(Prompt):
Scan the listing below and copy every line holding "None".

Segment Start: Records to process

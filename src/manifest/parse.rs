//! Manifest file parsing, discovery and entry-point loading

use crate::error::{ManifestError, ManifestResult, TabtabError};
use crate::manifest::schema::validate_entry_point;
use crate::manifest::types::{EntryRef, Manifest, Node};
use serde_yaml::Value;
use std::env;
use std::fs;
use std::path::{Path, PathBuf};

/// Default manifest file names to search for
const MANIFEST_FILE_NAMES: &[&str] = &["tabtab.yml", "tabtab.yaml"];

/// Find the manifest file by searching current and parent directories
pub fn find_manifest_file() -> ManifestResult<PathBuf> {
    find_manifest_file_from(env::current_dir().map_err(|e| {
        ManifestError::Invalid(format!("Failed to get current directory: {}", e))
    })?)
}

/// Find the manifest file starting from a specific directory
pub fn find_manifest_file_from(start_dir: PathBuf) -> ManifestResult<PathBuf> {
    let mut current_dir = start_dir;
    let mut searched_paths = Vec::new();

    loop {
        for file_name in MANIFEST_FILE_NAMES {
            let manifest_path = current_dir.join(file_name);
            searched_paths.push(manifest_path.display().to_string());

            if manifest_path.is_file() {
                return Ok(manifest_path);
            }
        }

        match current_dir.parent() {
            Some(parent) => current_dir = parent.to_path_buf(),
            None => return Err(ManifestError::NotFound(searched_paths.join(", "))),
        }
    }
}

/// Parse a manifest file from a path
pub fn parse_manifest_file(path: &Path) -> Result<Manifest, TabtabError> {
    let contents = fs::read_to_string(path)
        .map_err(|e| ManifestError::Invalid(format!("Failed to read file: {}", e)))?;

    parse_manifest(&contents)
}

/// Parse a manifest from a string
pub fn parse_manifest(yaml: &str) -> Result<Manifest, TabtabError> {
    let manifest: Manifest = serde_yaml::from_str(yaml)?;
    Ok(manifest)
}

/// Parse a manifest with automatic file discovery
pub fn parse_manifest_auto() -> Result<(Manifest, PathBuf), TabtabError> {
    let manifest_path = find_manifest_file()?;
    let manifest = parse_manifest_file(&manifest_path)?;
    Ok((manifest, manifest_path))
}

/// Resolve an entry point into a fully loaded, validated command tree.
///
/// Includes are read relative to `base_dir`. A bare scalar entry (such as a
/// `module:function` reference) loads as an empty node, which the classifier
/// reports as unrecognized.
pub fn load_entry_point(name: &str, entry: &EntryRef, base_dir: &Path) -> ManifestResult<Node> {
    let node = match entry {
        EntryRef::Include { include } => load_included_node(&base_dir.join(include))?,
        EntryRef::Inline(node) => node.clone(),
        EntryRef::Opaque(Value::Mapping(_)) => {
            return Err(ManifestError::Invalid(format!(
                "entry point '{}' does not describe a command tree",
                name
            )));
        }
        EntryRef::Opaque(_) => Node::default(),
    };

    validate_entry_point(name, &node)?;
    Ok(node)
}

/// Load a command tree from an included file
fn load_included_node(path: &Path) -> ManifestResult<Node> {
    let contents = fs::read_to_string(path).map_err(|e| ManifestError::IncludeFile {
        path: path.to_path_buf(),
        error: e.to_string(),
    })?;

    serde_yaml::from_str(&contents).map_err(|e| ManifestError::IncludeFile {
        path: path.to_path_buf(),
        error: e.to_string(),
    })
}
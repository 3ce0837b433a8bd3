//! tabtab - shell completion scripts from a command tree
//!
//! tabtab reads command trees (groups, subcommands, options and arguments)
//! from a YAML manifest and writes completion scripts for zsh, bash and fish.

// Public modules
pub mod cli;
pub mod complete;
pub mod error;
pub mod manifest;
pub mod ui;

// Re-export commonly used types
pub use error::{Result, TabtabError};

/// Current version of tabtab
pub const VERSION: &str = env!("CARGO_PKG_VERSION");
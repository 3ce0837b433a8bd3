//! Help text sanitizing for generated shell code

use crate::complete::classify::Capabilities;
use crate::manifest::Param;
use regex::Regex;
use std::sync::LazyLock;

static SPACE_RUNS: LazyLock<Regex> =
    LazyLock::new(|| Regex::new(r" +").expect("space run pattern is valid"));

static AFTER_FIRST_SENTENCE: LazyLock<Regex> =
    LazyLock::new(|| Regex::new(r"\.\s.*$").expect("sentence pattern is valid"));

/// Escape a string for use as a completion description.
///
/// Descriptions are quoted with single quotes by the generators and square
/// brackets delimit the description in a zsh optspec, so both are removed.
/// Only the first sentence is kept.
pub fn escape_description(desc: &str) -> String {
    let desc = desc.replace('\n', " ");
    let desc = desc.replace('\'', "");
    let desc = desc.replace('[', "{").replace(']', "}");
    let desc = SPACE_RUNS.replace_all(&desc, " ");
    AFTER_FIRST_SENTENCE.replace(&desc, "").into_owned()
}

/// Description for a subcommand entry: its help if present, else its name
pub fn describe<C: Capabilities + ?Sized>(obj: &C, name: &str) -> String {
    match obj.help() {
        Some(help) if !help.is_empty() => escape_description(help),
        _ => escape_description(name),
    }
}

/// Description for an option: its help if present, else its metavar
pub fn describe_param(param: &Param) -> String {
    match param.help() {
        Some(help) if !help.is_empty() => escape_description(help),
        _ => escape_description(&param.make_metavar()),
    }
}

/// Escape text placed inside a double-quoted zsh (or bash) word.
pub fn escape_zsh_double_quoted(text: &str) -> String {
    backslash_escape(text, &['\\', '"', '$', '`'])
}

/// Escape text placed inside a double-quoted fish word.
///
/// fish only honours backslashes before `\`, `"` and `$` there.
pub fn escape_fish_double_quoted(text: &str) -> String {
    backslash_escape(text, &['\\', '"', '$'])
}

/// Escape text placed inside a single-quoted fish word
pub fn escape_fish_single_quoted(text: &str) -> String {
    backslash_escape(text, &['\\', '\''])
}

fn backslash_escape(text: &str, special: &[char]) -> String {
    let mut escaped = String::with_capacity(text.len());
    for c in text.chars() {
        if special.contains(&c) {
            escaped.push('\\');
        }
        escaped.push(c);
    }
    escaped
}

#[cfg(test)]
mod tests {
    use super::*;
    use crate::manifest::{ArgumentParam, Node, OptionParam};

    #[test]
    fn test_keeps_first_sentence() {
        assert_eq!(
            escape_description("Does a thing. See also more text."),
            "Does a thing"
        );
    }

    #[test]
    fn test_single_sentence_keeps_period() {
        assert_eq!(escape_description("Does a thing."), "Does a thing.");
    }

    #[test]
    fn test_newlines_and_spaces() {
        assert_eq!(
            escape_description("Spans\nseveral   lines\n  here"),
            "Spans several lines here"
        );
    }

    #[test]
    fn test_sentence_break_across_newline() {
        assert_eq!(escape_description("First.\nSecond."), "First");
    }

    #[test]
    fn test_quotes_and_brackets() {
        assert_eq!(
            escape_description("Don't use [brackets]"),
            "Dont use {brackets}"
        );
    }

    #[test]
    fn test_version_numbers_are_not_sentence_breaks() {
        assert_eq!(escape_description("Requires v1.2 or later"), "Requires v1.2 or later");
    }

    #[test]
    fn test_empty() {
        assert_eq!(escape_description(""), "");
    }

    #[test]
    fn test_output_is_safe_and_idempotent() {
        let samples = [
            "",
            "plain",
            "It's a [test].  Second sentence.",
            "multi\n\nline\n text with 'quotes'",
            "  leading and trailing  ",
            "tab\tseparated. words",
            "a.b.c. d",
            "x [y] 'z'\n. tail",
        ];
        for sample in samples {
            let once = escape_description(sample);
            assert!(!once.contains('\n'), "{:?}", once);
            assert!(!once.contains('\''), "{:?}", once);
            assert!(!once.contains('['), "{:?}", once);
            assert!(!once.contains(']'), "{:?}", once);
            assert!(!once.contains("  "), "{:?}", once);
            assert_eq!(escape_description(&once), once, "input {:?}", sample);
        }
    }

    #[test]
    fn test_describe_prefers_help() {
        let node = Node::command(Some("Add files. Lots of them."), vec![]);
        assert_eq!(describe(&node, "add"), "Add files");
    }

    #[test]
    fn test_describe_falls_back_to_name() {
        let node = Node::command(None, vec![]);
        assert_eq!(describe(&node, "add"), "add");

        let empty = Node::command(Some(""), vec![]);
        assert_eq!(describe(&empty, "add"), "add");
    }

    #[test]
    fn test_describe_param() {
        let mut opt = OptionParam {
            opts: vec!["--out".to_string()],
            help: Some("Output file. Defaults to stdout.".to_string()),
            multiple: false,
            takes_value: true,
            metavar: None,
        };
        assert_eq!(describe_param(&Param::Option(opt.clone())), "Output file");

        opt.help = None;
        assert_eq!(describe_param(&Param::Option(opt)), "TEXT");

        let arg = Param::Argument(ArgumentParam {
            name: "src".to_string(),
            metavar: None,
            required: false,
            nargs: -1,
        });
        assert_eq!(describe_param(&arg), "{SRC...}");
    }

    #[test]
    fn test_zsh_double_quoted_neutralizes_expansion() {
        let help = escape_description(r#"Say "hi" to $(touch x) or `id` \ done"#);
        assert_eq!(
            escape_zsh_double_quoted(&help),
            r#"Say \"hi\" to \$(touch x) or \`id\` \\ done"#
        );
    }

    #[test]
    fn test_fish_double_quoted_neutralizes_expansion() {
        assert_eq!(
            escape_fish_double_quoted(r#"Say "hi" to $(touch x) \ `id`"#),
            r#"Say \"hi\" to \$(touch x) \\ `id`"#
        );
    }

    #[test]
    fn test_fish_single_quoted() {
        assert_eq!(escape_fish_single_quoted(r"trailing \"), r"trailing \\");
        assert_eq!(escape_fish_single_quoted("plain $HOME"), "plain $HOME");
    }
}
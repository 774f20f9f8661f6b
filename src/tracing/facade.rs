//! Trace/log facade
//!
//! [`TracerLogger`] couples a tracing backend with the structured application
//! logger so that every span start, every error attached to a span, and every
//! span completion produces one structured log record alongside the trace
//! data. Integrations work only with this facade and the [`Span`] handle it
//! returns.

use crate::logging::{AppLogger, Fields};
use crate::tracing::backend::{TraceBackend, TraceShutdownError, TraceSpan};
use opentelemetry::Context;
use std::collections::HashMap;
use std::sync::atomic::{AtomicBool, Ordering};
use std::sync::Arc;
use std::time::SystemTime;
use tokio_util::sync::CancellationToken;

/// A tracer that also performs application/security logging.
///
/// By default it logs span starts, completions and all span errors. Set
/// `no_default_logging` to suppress these automatic records; any logging you
/// want is then manual through [`TracerLogger::logger`].
///
/// Construct once at process start and share via `Arc`; `close` must be
/// called before exit so the backend can flush.
pub struct TracerLogger {
    /// Suppress the automatic log records for span start/end/error.
    pub no_default_logging: bool,
    logger: AppLogger,
    backend: Arc<dyn TraceBackend>,
    closed: AtomicBool,
}

impl TracerLogger {
    /// Create a new facade over the provided backend and logger.
    pub fn new(backend: Arc<dyn TraceBackend>, logger: AppLogger) -> Self {
        Self {
            no_default_logging: false,
            logger,
            backend,
            closed: AtomicBool::new(false),
        }
    }

    /// The structured logger used for automatic records.
    pub fn logger(&self) -> &AppLogger {
        &self.logger
    }

    /// Start a new span.
    ///
    /// The operation type is assembled as `type.subtype.action`, for example
    /// `services.example.get`. The span is parented to whatever trace `cx`
    /// carries; without one, a new root transaction is started. The returned
    /// context carries the new span for nesting.
    pub fn start_span(
        &self,
        cx: &Context,
        operation_name: &str,
        operation_type: &str,
        operation_sub_type: &str,
        operation_action: &str,
    ) -> (Span, Context) {
        let operation_type =
            format!("{}.{}.{}", operation_type, operation_sub_type, operation_action);
        let (inner, span_cx) = self.backend.start_span(cx, operation_name, &operation_type);

        if !self.no_default_logging {
            let fields = operation_fields(&operation_type, "started");
            self.logger.info(operation_name, fields);
        }

        (
            Span {
                operation_name: operation_name.to_string(),
                operation_type,
                kv: Vec::new(),
                inner,
                logger: self.logger.clone(),
                default_logging: !self.no_default_logging,
                ended: false,
            },
            span_cx,
        )
    }

    /// Flush the backend and shut it down, racing the caller's cancellation.
    ///
    /// The flush runs on the blocking pool; if `cancel` fires before it
    /// completes the call returns [`TraceShutdownError::Cancelled`] and the
    /// flush continues best-effort in the background. A second call is a
    /// no-op.
    pub async fn close(&self, cancel: &CancellationToken) -> Result<(), TraceShutdownError> {
        if self.closed.swap(true, Ordering::SeqCst) {
            return Ok(());
        }

        let backend = Arc::clone(&self.backend);
        let flush = tokio::task::spawn_blocking(move || backend.shutdown());

        let flushed = tokio::select! {
            res = flush => res.map_err(|e| TraceShutdownError::Flush(e.to_string()))?,
            _ = cancel.cancelled() => return Err(TraceShutdownError::Cancelled),
        };
        flushed?;

        if cancel.is_cancelled() {
            return Err(TraceShutdownError::Cancelled);
        }
        Ok(())
    }
}

/// A span handle combining backend tracing with automatic logging.
///
/// Ends itself on drop; an explicit [`Span::end`] first is fine, the repeat
/// is a no-op.
pub struct Span {
    operation_name: String,
    operation_type: String,
    /// Key/values recorded during this span, replayed into the completion log
    kv: Vec<(String, String)>,
    inner: Box<dyn TraceSpan>,
    logger: AppLogger,
    default_logging: bool,
    ended: bool,
}

impl Span {
    /// Record a key/value pair on the span.
    pub fn log_kv(&mut self, key: &str, value: impl std::fmt::Display) {
        let value = value.to_string();
        self.inner.log_kv(key, &value);
        self.kv.push((key.to_string(), value));
    }

    /// Attach an error to the span, also logging it as a structured error
    /// record unless default logging is disabled.
    pub fn add_error(&mut self, err: &(dyn std::error::Error + 'static)) {
        self.inner.add_error(err);

        if self.default_logging {
            let mut fields = Fields::new();
            fields.insert(
                "errorDetails".to_string(),
                HashMap::from([("error".to_string(), err.to_string())]),
            );
            self.logger.error(&err.to_string(), fields);
        }
    }

    /// End the span, emitting the completion log record with any collected
    /// key/values. Idempotent.
    pub fn end(&mut self) {
        if self.ended {
            return;
        }
        self.ended = true;

        if self.default_logging {
            let mut fields = operation_fields(&self.operation_type, "completed");
            if !self.kv.is_empty() {
                fields.insert(
                    "keyValuePairs".to_string(),
                    self.kv.iter().cloned().collect(),
                );
            }
            self.logger.info(&self.operation_name, fields);
        }

        self.inner.end();
    }

    /// When this span started.
    pub fn start_time(&self) -> SystemTime {
        self.inner.start_time()
    }

    /// Whether this span is the root transaction of its trace.
    pub fn is_transaction(&self) -> bool {
        self.inner.is_transaction()
    }
}

impl Drop for Span {
    fn drop(&mut self) {
        self.end();
    }
}

fn operation_fields(operation_type: &str, state: &str) -> Fields {
    let mut fields = Fields::new();
    fields.insert(
        "operationDetails".to_string(),
        HashMap::from([
            ("operationType".to_string(), operation_type.to_string()),
            ("state".to_string(), state.to_string()),
        ]),
    );
    fields
}

#[cfg(test)]
mod tests {
    use super::*;
    use crate::tracing::otel::OtelBackend;

    fn test_tracer() -> TracerLogger {
        let backend = Arc::new(OtelBackend::new(
            opentelemetry_sdk::trace::TracerProvider::builder().build(),
        ));
        TracerLogger::new(backend, AppLogger::default())
    }

    #[test]
    fn test_operation_type_is_combined() {
        let tracer = test_tracer();
        let (span, _cx) = tracer.start_span(&Context::new(), "Lookup", "example", "services", "get");
        assert_eq!(span.operation_type, "example.services.get");
    }

    #[test]
    fn test_nested_span_is_not_transaction() {
        let tracer = test_tracer();
        let (root, cx) = tracer.start_span(&Context::new(), "Triage", "example", "services", "get");
        let (child, _cx) = tracer.start_span(&cx, "Lookup", "example", "", "lookup");
        assert!(root.is_transaction());
        assert!(!child.is_transaction());
    }

    #[test]
    fn test_end_twice_is_noop() {
        let tracer = test_tracer();
        let (mut span, _cx) =
            tracer.start_span(&Context::new(), "Lookup", "example", "services", "get");
        span.log_kv("attempt", 1);
        span.end();
        span.end();
    }

    #[tokio::test]
    async fn test_close_twice_is_noop() {
        let tracer = test_tracer();
        let cancel = CancellationToken::new();
        tracer.close(&cancel).await.unwrap();
        tracer.close(&cancel).await.unwrap();
    }

    #[tokio::test]
    async fn test_close_with_cancelled_token_errors() {
        let tracer = test_tracer();
        let cancel = CancellationToken::new();
        cancel.cancel();

        let err = tracer.close(&cancel).await.unwrap_err();
        assert!(matches!(err, TraceShutdownError::Cancelled));
    }
}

Segment End: Records to process

(Answer box):
            None => return Err(ManifestError::NotFound(searched_paths.join(", "))),
        let node = Node::command(None, vec![]);
            metavar: None,
        opt.help = None;
            metavar: None,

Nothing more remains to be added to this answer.